FROM WILLMAR REV:  "for ALL have sinned and fall short of the glory of God . . ." is a very humbling realization for those of us brought up in church who feel we might be better than others (Luke 18:9-14)!?!? I'm still learning of my many shortcomings and I'm very, very grateful of God's good grace towards and in my life!?!? 0;-/===JACK:  Does Satan ever get you to thinking that you're a little bit "above" the "lowest of the low" that you minister to?  Winning Words is not meant to be a confessional booth.  The words are just meant to help keep us humble.===REV:  "Winning Words" is an excellent way to start my mornings as you are always giving me questions to ponder . . . the timing of it comes right during the time of my devotions . . . currently studying the first chapters of Romans and was pondering another question when reading your post: What has Christ saved us from?  A room full of church folks would have similar answers as: "a broken marriage" - "an overwhelming addiction" -- "a bankrupt life of sorts" -- etc . . . and all would be correct, but the true answer we must never forget, "from the wrath to come" (1 Thessalonians 1:10) . . . this is what I heard this morning from my pre-devotions before reading "Winning Words" . . . you asked the question, and I answered the first thing that came to my mind! I was thinking solely of my own life and what I had gleamed from my Biblical truth this morning. 0;-)===JACK:  One of the thing I like about our relationship is that we can each come from a different way of teaching the Bible and understanding it...and yet arrive at the same truth: Jesus is Lord.  I so appreciate the way that you make the Bible come alive for the people you minister to.  
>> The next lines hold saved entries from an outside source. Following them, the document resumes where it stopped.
//! Hashing and word-conversion helpers.

use primitive_types::{H160, H256, U256};
use rlp::RlpStream;
use sha3::{Digest, Keccak256};

/// keccak-256 of the given bytes.
pub fn keccak256(data: &[u8]) -> H256 {
    H256::from_slice(Keccak256::digest(data).as_slice())
}

/// Hash of the empty byte string, the code hash of every codeless
/// account.
pub fn empty_code_hash() -> H256 {
    keccak256(&[])
}

/// Derive the address of a contract created by `caller` at `nonce`.
pub fn create_address(caller: H160, nonce: u64) -> H160 {
    let mut stream = RlpStream::new_list(2);
    stream.append(&caller);
    stream.append(&nonce);
    let hash = keccak256(&stream.out());
    H160::from_slice(&hash.as_bytes()[12..])
}

/// Convert a word to its 32-byte big-endian form.
pub fn u256_to_h256(value: U256) -> H256 {
    let mut bytes = [0u8; 32];
    value.to_big_endian(&mut bytes);
    H256(bytes)
}

/// Read a 32-byte value as a word.
pub fn h256_to_u256(value: H256) -> U256 {
    U256::from_big_endian(value.as_bytes())
}

/// Truncate a word to an address (the low 20 bytes).
pub fn u256_to_address(value: U256) -> H160 {
    H160::from_slice(&u256_to_h256(value).as_bytes()[12..])
}

/// Zero-extend an address to a word.
pub fn address_to_u256(address: H160) -> U256 {
    let mut bytes = [0u8; 32];
    bytes[12..].copy_from_slice(address.as_bytes());
    U256::from_big_endian(&bytes)
}

#[cfg(test)]
mod tests {
    use super::*;
    use hex_literal::hex;

    #[test]
    fn keccak_of_empty() {
        assert_eq!(
            empty_code_hash(),
            H256(hex!(
                "c5d2460186f7233c927e7db2dcc703c0e500b653ca82273b7bfad8045d85a470"
            ))
        );
    }

    #[test]
    fn known_create_address() {
        // First contract of 0x6ac7ea33f8831ea9dcc53393aaa88b25a785dbf0.
        let caller = H160(hex!("6ac7ea33f8831ea9dcc53393aaa88b25a785dbf0"));
        assert_eq!(
            create_address(caller, 0),
            H160(hex!("cd234a471b72ba2f1ccf0a70fcaba648a5eecd8d"))
        );
    }

    #[test]
    fn address_word_round_trip() {
        let address = H160::repeat_byte(0xab);
        assert_eq!(u256_to_address(address_to_u256(address)), address);
    }
}
//! Eval utilities.

use std::cmp::min;

use primitive_types::U256;

use crate::errors::FrameError;
use crate::memory::Memory;

/// All but a 64th of the gas, the most a child call may receive.
pub fn l64(gas: U256) -> U256 {
    gas - gas / U256::from(64u64)
}

/// Reject memory ranges that wrap the 256-bit address space.
pub fn check_range(start: U256, len: U256) -> Result<(), FrameError> {
    if start.checked_add(len).is_none() {
        Err(FrameError::InvalidRange)
    } else {
        Ok(())
    }
}

/// Floor of the base-2 logarithm; zero maps to zero.
pub fn log2floor(value: U256) -> u64 {
    if value == U256::zero() {
        0
    } else {
        value.bits() as u64 - 1
    }
}

/// Read `[start, start + len)` out of memory into a fresh buffer.
pub fn copy_from_memory<M: Memory>(memory: &M, start: U256, len: U256) -> Vec<u8> {
    let mut result: Vec<u8> = Vec::new();
    let mut i = start;
    while i < start + len {
        result.push(memory.read_raw(i));
        i = i + U256::one();
    }

    result
}

/// Write `values[value_start..]` into memory at `start`, zero-filling
/// to `len` when the source runs out.
pub fn copy_into_memory<M: Memory>(
    memory: &mut M,
    values: &[u8],
    start: U256,
    value_start: U256,
    len: U256,
) {
    let value_len = U256::from(values.len());
    let mut i = start;
    let mut j = value_start;
    while i < start + len {
        if j < value_len {
            memory.write_raw(i, values[j.as_usize()]).unwrap();
            j = j + U256::one();
        } else {
            memory.write_raw(i, 0u8).unwrap();
        }
        i = i + U256::one();
    }
}

/// Write `values` into memory at `start`, stopping at `len` bytes or
/// the end of the source, whichever comes first. Bytes of the target
/// range beyond the source are left untouched.
pub fn copy_into_memory_apply<M: Memory>(memory: &mut M, values: &[u8], start: U256, len: U256) {
    let actual_len = min(len, U256::from(values.len()));
    let mut i = start;
    let mut j = 0;
    while i < start + actual_len {
        memory.write_raw(i, values[j]).unwrap();
        i = i + U256::one();
        j += 1;
    }
}

#[cfg(test)]
mod tests {
    use super::*;
    use crate::memory::SeqMemory;
    use crate::patch::HomesteadPatch;

    #[test]
    fn l64_is_63_64ths() {
        assert_eq!(l64(U256::from(6400u64)), U256::from(6300u64));
        assert_eq!(l64(U256::from(63u64)), U256::from(63u64));
    }

    #[test]
    fn log2floor_boundaries() {
        assert_eq!(log2floor(U256::zero()), 0);
        assert_eq!(log2floor(U256::one()), 0);
        assert_eq!(log2floor(U256::from(255u64)), 7);
        assert_eq!(log2floor(U256::from(256u64)), 8);
    }

    #[test]
    fn short_source_zero_fills() {
        let mut memory = SeqMemory::<HomesteadPatch>::default();
        memory.write_raw(U256::from(2u64), 0xff).unwrap();
        copy_into_memory(
            &mut memory,
            &[1, 2],
            U256::zero(),
            U256::zero(),
            U256::from(3u64),
        );
        assert_eq!(memory.read_raw(U256::zero()), 1);
        assert_eq!(memory.read_raw(U256::one()), 2);
        assert_eq!(memory.read_raw(U256::from(2u64)), 0);
    }

    #[test]
    fn apply_copy_leaves_tail_untouched() {
        let mut memory = SeqMemory::<HomesteadPatch>::default();
        memory.write_raw(U256::from(2u64), 0xff).unwrap();
        copy_into_memory_apply(&mut memory, &[1, 2], U256::zero(), U256::from(3u64));
        assert_eq!(memory.read_raw(U256::from(2u64)), 0xff);
    }
}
FROM SHARIN' SHARON:  This quote is so true.  I think I am dealing with some kind of hard lesson trying to do Bible studies with others.  It has to do with this higher criticism which people learn and which evidently disproves a bunch of stuff in the scriptures.  Then I get some commentaries from amazon questioning the credibility of higher criticism, written by Professors in the Old Testament at Princeton and everything.  The problem is, when people discuss, if we all haven’t had the same training and background, people can pigeon-hole others either for naively accepting the scriptures or being sceptical of the veracity of the scriptures and particularly, I believe, what is impacted is the supernatural viewpoint in the scriptures, the witness to miracles and so forth and so on.  This stuff doesn’t happen in school, logic and reason reign, but it happens all during living and certain teachings make it more difficult to deal with God’s ways of doing things in this world.  I still enjoy reading Luther’s commentaries though and find some solace in his thinking and reflecting.===JACK:  In the study of the Bible, many of too the words literally.  That's all we knew.  We knew little about figurative speech and the history of the times that was in other books.  "Higher criticism" does not necessarily mean "being critical" of the Bible.  It means that there is more to the story which enhances the message.  Someone who didn't like new translations of the Bible said, "If the King James Version of the Bible was good enough for Paul, it's good enough for me.  In Bible days it was believed that the earth was flat, and the Bible was written with that in mind.  Heaven was up, and Hell was down.  That doesn't mean that the Bible was wrong.  It means that there's more to the story.  The basic truth remains.  No one has all of the answers, but the Bible helps us to better understand God and our relationship to Him.